| Requirement |
Look through the entries below and show every line containing the word "decides".

| Data listing |
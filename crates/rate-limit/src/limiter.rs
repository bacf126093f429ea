//! Fixed-window request counting.

use config::RateLimitQuota;

use crate::decision::RateLimitDecision;
use crate::error::RateLimitError;
use crate::identity::ClientIdentifier;
use crate::storage::CounterStore;

/// Namespace and algorithm name of every counter key.
const KEY_PREFIX: &str = "rate_limit:fixed:";

/// Fixed-window rate limiter.
///
/// Each client gets one counter per window. The first request of a window creates the
/// counter and arms its expiry; the counter disappears `window` seconds later and the next
/// request starts a fresh window. The limiter keeps no state of its own: every decision is
/// derived from the value the store returns, so any number of tasks and server instances
/// may share one store.
pub struct FixedWindowLimiter<S> {
    store: S,
    quota: RateLimitQuota,
}

impl<S: CounterStore> FixedWindowLimiter<S> {
    /// Create a limiter admitting `quota.limit` requests per client per `quota.window`.
    pub fn new(store: S, quota: RateLimitQuota) -> Self {
        Self { store, quota }
    }

    /// The quota this limiter enforces.
    pub fn quota(&self) -> RateLimitQuota {
        self.quota
    }

    /// The store key of the counter for `identifier`.
    pub fn key(identifier: &ClientIdentifier) -> String {
        format!("{KEY_PREFIX}{identifier}")
    }

    /// Counts one request for `identifier` and decides whether it is admitted.
    ///
    /// Every call counts, including rejected ones. Store failures are returned as
    /// [`RateLimitError::StoreUnavailable`] and never turned into a decision.
    pub async fn evaluate(&self, identifier: &ClientIdentifier) -> Result<RateLimitDecision, RateLimitError> {
        let key = Self::key(identifier);

        let count = self
            .store
            .increment_with_expiry(&key, self.quota.window_secs())
            .await?;

        let decision = RateLimitDecision::from_count(count, self.quota.limit);

        log::debug!(
            "Rate limit for '{identifier}': request {count} of {}, allowed={}, remaining={}",
            self.quota.limit,
            decision.allowed,
            decision.remaining
        );

        Ok(decision)
    }
}
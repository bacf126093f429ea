//! HTTP server configuration settings.

use std::{borrow::Cow, net::SocketAddr, path::PathBuf};

use serde::Deserialize;

use crate::{ClientIpConfig, RateLimitConfig};

/// HTTP server configuration settings.
#[derive(Default, Debug, Clone, Deserialize)]
#[serde(deny_unknown_fields)]
pub struct ServerConfig {
    /// The socket address the server should listen on. The command line flag takes precedence.
    pub listen_address: Option<SocketAddr>,
    /// Serve HTTPS with this certificate instead of plain HTTP.
    pub tls: Option<TlsServerConfig>,
    /// Health endpoint configuration.
    #[serde(default)]
    pub health: HealthConfig,
    /// How the client address is determined for rate limiting.
    #[serde(default)]
    pub client_ip: ClientIpConfig,
    /// Rate limiting configuration
    #[serde(default)]
    pub rate_limits: RateLimitConfig,
}

/// Certificate and key, both PEM encoded.
#[derive(Debug, Clone, Deserialize)]
#[serde(deny_unknown_fields)]
pub struct TlsServerConfig {
    /// Path to the certificate chain.
    pub certificate: PathBuf,
    /// Path to the private key.
    pub key: PathBuf,
}

/// Health endpoint configuration. The endpoint is never rate limited.
#[derive(Clone, Debug, Deserialize)]
#[serde(default, deny_unknown_fields)]
pub struct HealthConfig {
    /// Whether the health endpoint is served.
    pub enabled: bool,
    /// Serve the endpoint on its own listener instead of the main one.
    pub listen: Option<SocketAddr>,
    /// The path for the health endpoint.
    pub path: Cow<'static, str>,
}

impl Default for HealthConfig {
    fn default() -> Self {
        HealthConfig {
            enabled: true,
            listen: None,
            path: Cow::Borrowed("/health"),
        }
    }
}
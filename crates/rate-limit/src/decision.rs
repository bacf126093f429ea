//! The outcome of a single rate limit evaluation.

/// Admission decision for one request, with the informational counters a caller reports
/// back to the client.
#[derive(Debug, Clone, Copy, PartialEq, Eq)]
pub struct RateLimitDecision {
    /// Whether the request may proceed.
    pub allowed: bool,
    /// Maximum number of requests per window.
    pub limit: u32,
    /// Requests left in the current window, never negative.
    pub remaining: u32,
}

impl RateLimitDecision {
    /// Builds the decision for the `count`-th request of the current window.
    pub(crate) fn from_count(count: u64, limit: u32) -> Self {
        let used = u32::try_from(count).unwrap_or(u32::MAX);

        Self {
            allowed: count <= u64::from(limit),
            limit,
            remaining: limit.saturating_sub(used),
        }
    }
}
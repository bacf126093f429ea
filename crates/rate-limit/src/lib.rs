//! Request admission control for Gatekeeper.
//!
//! This crate decides, per request, whether a client may proceed based on how many
//! requests it made within the current fixed window:
//! - [`ClientIdentifier`] derives a stable client key from transport metadata
//! - [`FixedWindowLimiter`] counts requests in a shared [`CounterStore`] and returns a
//!   [`RateLimitDecision`]
//!
//! Counters live either in process memory or in Redis, where they are shared by every
//! server instance using the same database.

#![deny(missing_docs)]

mod decision;
mod error;
mod identity;
mod limiter;
mod manager;
mod storage;

pub use decision::RateLimitDecision;
pub use error::RateLimitError;
pub use identity::ClientIdentifier;
pub use limiter::FixedWindowLimiter;
pub use manager::{RateLimitManager, Storage};
pub use storage::{CounterStore, InMemoryStorage, RedisStorage, StorageError};
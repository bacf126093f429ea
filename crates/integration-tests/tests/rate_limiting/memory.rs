use std::sync::Arc;

use indoc::indoc;
use integration_tests::{TestServer, summarize};

#[tokio::test]
async fn default_quota_allows_ten_requests() {
    let config = indoc! {r#"
        [server.rate_limits]
        enabled = true
    "#};

    let server = TestServer::start(config).await;

    let mut results = Vec::new();

    for _ in 0..12 {
        let response = server.client.get("/dashboard").await;
        results.push(summarize(&response));
    }

    insta::assert_snapshot!(results.join("\n"), @r"
    200 limit=10 remaining=9
    200 limit=10 remaining=8
    200 limit=10 remaining=7
    200 limit=10 remaining=6
    200 limit=10 remaining=5
    200 limit=10 remaining=4
    200 limit=10 remaining=3
    200 limit=10 remaining=2
    200 limit=10 remaining=1
    200 limit=10 remaining=0
    429 limit=- remaining=0
    429 limit=- remaining=0
    ");
}

#[tokio::test]
async fn rejection_body() {
    let config = indoc! {r#"
        [server.rate_limits]
        enabled = true
        limit = 1
        window = "60s"
    "#};

    let server = TestServer::start(config).await;

    assert_eq!(server.client.get("/dashboard").await.status(), 200);

    let response = server.client.get("/dashboard").await;
    assert_eq!(response.status(), 429);

    let body = response.text().await.unwrap();
    insta::assert_snapshot!(body, @"Too Many Requests");
}

#[tokio::test]
async fn health_is_not_rate_limited() {
    let config = indoc! {r#"
        [server.rate_limits]
        enabled = true
        limit = 1
    "#};

    let server = TestServer::start(config).await;

    for _ in 0..5 {
        let response = server.client.get("/health").await;

        assert_eq!(response.status(), 200);
        assert!(response.headers().get(server::X_RATELIMIT_REMAINING).is_none());
    }

    // Health checks did not consume the dashboard quota.
    assert_eq!(server.client.get("/dashboard").await.status(), 200);
}

#[tokio::test]
async fn forwarded_for_does_not_override_peer_address() {
    let config = indoc! {r#"
        [server.rate_limits]
        enabled = true
        limit = 2

        [server.client_ip]
        trust_forwarded_for = true
    "#};

    let server = TestServer::start(config).await;

    let mut results = Vec::new();

    for forwarded_for in ["198.51.100.1", "198.51.100.2", "198.51.100.3"] {
        let response = server.client.get_forwarded_for("/dashboard", forwarded_for).await;
        results.push(summarize(&response));
    }

    insta::assert_snapshot!(results.join("\n"), @r"
    200 limit=2 remaining=1
    200 limit=2 remaining=0
    429 limit=- remaining=0
    ");
}

#[tokio::test]
async fn window_resets() {
    let config = indoc! {r#"
        [server.rate_limits]
        enabled = true
        limit = 2
        window = "1s"
    "#};

    let server = TestServer::start(config).await;

    for _ in 0..2 {
        assert_eq!(server.client.get("/dashboard").await.status(), 200);
    }

    assert_eq!(server.client.get("/dashboard").await.status(), 429);

    tokio::time::sleep(std::time::Duration::from_millis(1100)).await;

    let response = server.client.get("/dashboard").await;
    insta::assert_snapshot!(summarize(&response), @"200 limit=2 remaining=1");
}

#[tokio::test]
async fn concurrent_requests_admit_exactly_the_limit() {
    let config = indoc! {r#"
        [server.rate_limits]
        enabled = true
        limit = 10
    "#};

    let server = Arc::new(TestServer::start(config).await);

    let requests = (0..25).map(|_| {
        let server = server.clone();
        tokio::spawn(async move { server.client.get("/dashboard").await.status().as_u16() })
    });

    let statuses: Vec<u16> = futures::future::join_all(requests)
        .await
        .into_iter()
        .map(|result| result.unwrap())
        .collect();

    assert_eq!(statuses.iter().filter(|status| **status == 200).count(), 10);
    assert_eq!(statuses.iter().filter(|status| **status == 429).count(), 15);
}
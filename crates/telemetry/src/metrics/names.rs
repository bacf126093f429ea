//! Metric names. The HTTP metric follows the OpenTelemetry semantic conventions:
//! https://opentelemetry.io/docs/specs/semconv/http/http-metrics/

/// HTTP server request duration in seconds
pub const HTTP_SERVER_REQUEST_DURATION: &str = "http.server.request.duration";

/// Number of rate limit decisions, tagged with `rate_limit.outcome`
pub const RATE_LIMIT_DECISIONS: &str = "rate_limit.decisions";

/// Counter store command duration in seconds, tagged with the operation and its status
pub const RATE_LIMIT_STORAGE_DURATION: &str = "rate_limit.storage.duration";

| Completed task |
    /// Counts one request for `identifier` and decides whether it is admitted.
//! This crate decides, per request, whether a client may proceed based on how many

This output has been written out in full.